藤原氏は、日本に本社がある製薬企業主導の臨床試験数が年々減少する一方、米国承認・日本未承認の新有効成分の過半数がEBP起源である状況を説明した。EBPによる医薬品開発は、早期開発は単一国に依頼し、国際共同治験を選ばない手法を取る。
藤原氏は「治験実施医療機関の選定で重視するのは治験をスムーズに行える能力で、重要なのは英語によるコミュニケーション」と語った。英語で契約し、IRB(治験倫理審査委員会)審査などコミュニケーションの取れる医療機関をEBPは選択しているとした。
医療機関の科学的レベルが高いことも条件に挙げた。「医療機関の科学的レベルが高いことが世界的に認知され、治験責任医師も世界で認知されていないと依頼は来ない」とし、「EBPに選ばれる医療機関にならないといけない。SMOやCROに頼りすぎる医療機関は淘汰される」と警鐘を鳴らした。
また、「長年、様々な公的研究費を投入し続けてきたシーズ開発だけでは、わが国の創薬力回復・維持は不可能」と指摘。
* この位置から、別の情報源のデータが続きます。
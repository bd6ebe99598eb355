//! Rocketyard CLI library.
//!
//! Command handlers and helpers behind the `rocketyard-cli` binary. The
//! binary only parses arguments and dispatches here; all domain behavior
//! comes from `rocketyard-lib`.

pub mod commands;
pub mod logging;
pub mod rocket_file;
世界に通用する臨床試験成績を早く取得でき、有望なシーズが国際的な目線で選別される開発環境を醸成する施策を求めた。
投資すべき領域として、病院における臨床試験を米国水準で実施できる体制整備を求め、第I相試験実施施設は非臨床から臨床に橋渡しするトランスレーショナルリサーチ実施能力が必須になるとした。
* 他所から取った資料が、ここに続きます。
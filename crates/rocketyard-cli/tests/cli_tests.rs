//! Integration tests for the CLI commands.
//!
//! These tests use `assert_cmd` to run the binary against the shared
//! fixtures and check stdout and exit codes.

use std::fs;
use std::path::PathBuf;

use assert_cmd::cargo::cargo_bin_cmd;
use assert_cmd::Command;
use predicates::prelude::*;
use tempfile::tempdir;

fn fixture(name: &str) -> PathBuf {
    PathBuf::from(env!("CARGO_MANIFEST_DIR"))
        .join("../../docs/fixtures")
        .join(name)
        .canonicalize()
        .expect("fixture present")
}

fn cli() -> Command {
    let mut cmd = cargo_bin_cmd!("rocketyard-cli");
    cmd.env("RUST_LOG", "error");
    cmd
}

#[test]
fn parts_lists_catalog_sorted() {
    cli()
        .arg("parts")
        .arg(fixture("catalog.json"))
        .assert()
        .success()
        .stdout(predicate::str::contains("Available parts (5):"))
        .stdout(predicate::str::is_match(r"(?s)fl-t400.*lv-t45.*mk1-pod").expect("regex"));
}

#[test]
fn validate_accepts_fixture_catalog() {
    cli()
        .arg("validate")
        .arg(fixture("catalog.json"))
        .assert()
        .success()
        .stdout(predicate::str::contains("Catalog is valid."));
}

#[test]
fn validate_rejects_broken_catalog() {
    cli()
        .arg("validate")
        .arg(fixture("catalog_broken.json"))
        .assert()
        .code(1)
        .stdout(predicate::str::contains("circular-reference"))
        .stdout(predicate::str::contains("Did you mean 'LiquidFuel'?"));
}

#[test]
fn validate_json_output_is_parseable() {
    let output = cli()
        .args(["validate", "--json"])
        .arg(fixture("catalog.json"))
        .output()
        .expect("run cli");
    assert!(output.status.success());

    let report: serde_json::Value = serde_json::from_slice(&output.stdout).expect("json report");
    assert_eq!(report["valid"], serde_json::json!(true));
    assert!(report["celestialBodies"]["errors"].as_array().is_some());
}

#[test]
fn performance_prints_report() {
    cli()
        .arg("performance")
        .arg(fixture("catalog.json"))
        .arg(fixture("rocket.json"))
        .args(["--altitude", "70000"])
        .assert()
        .success()
        .stdout(predicate::str::contains("Rocket: 3 parts, 2 connections"))
        .stdout(predicate::str::contains("2590 kg"))
        .stdout(predicate::str::contains("Structure: ok"))
        .stdout(predicate::str::contains("Delta-v"))
        .stdout(predicate::str::contains("Performance at 70000 m:"));
}

#[test]
fn performance_reports_rejected_connection() {
    let dir = tempdir().expect("temp dir");
    let rocket = dir.path().join("loop.json");
    fs::write(
        &rocket,
        r#"{
            "instances": [{"id": "a", "part": "fl-t400"}, {"id": "b", "part": "fl-t400"}],
            "connections": [
                {"child": "b", "parent": "a"},
                {"child": "a", "parent": "b", "childNode": "side", "parentNode": "side"}
            ]
        }"#,
    )
    .expect("write rocket");

    cli()
        .arg("performance")
        .arg(fixture("catalog.json"))
        .arg(&rocket)
        .assert()
        .failure()
        .stderr(predicate::str::contains("could not connect 'a' beneath 'b'"));
}

#[test]
fn config_file_overrides_structure_thresholds() {
    let dir = tempdir().expect("temp dir");
    let config = dir.path().join("config.json");
    fs::write(&config, r#"{"structure": {"massRatioThreshold": 1.5}}"#).expect("write config");

    cli()
        .arg("--config")
        .arg(&config)
        .arg("performance")
        .arg(fixture("catalog.json"))
        .arg(fixture("rocket.json"))
        .assert()
        .success()
        .stdout(predicate::str::contains("excessive-mass-ratio"));
}

#[test]
fn invalid_config_is_rejected() {
    let dir = tempdir().expect("temp dir");
    let config = dir.path().join("config.json");
    fs::write(&config, r#"{"physics": {"referenceBody": {"gravity": -1}}}"#).expect("write config");

    cli()
        .arg("--config")
        .arg(&config)
        .arg("parts")
        .arg(fixture("catalog.json"))
        .assert()
        .failure()
        .stderr(predicate::str::contains("failed to load configuration"));
}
人材育成にも投資が必要との考えを示した。医師のみならず、生物統計家、リサーチナース、CRC、モニター、監査担当者に加え、英語で契約書をやり取りできる事務職員を含めた多職種人材を育て、国際レベルの臨床試験を実施する環境整備につなげるよう提言した。
一方、製薬業界から指摘されている日本の治験コスト高については「私が実施した国際共同治験の経験からは、日本の治験コストが高いかと言えばノーだ。もし高いと言うのであれば、企業には支出内容の内訳を開示してほしい。そうでないと対応策を議論できない」と述べた。
また、日本の薬事規制が保守的であるために、日本発のイノベーションが阻害されているかとの問いにも「それは違う」と否定。「日本のアカデミアは臨床試験実施経験や薬事に関する知識が不足している人がいる。それゆえに『規制が悪い』と言ってしまう」と述べ、医学・看護学における卒前・卒後教育の改革などにも言及した。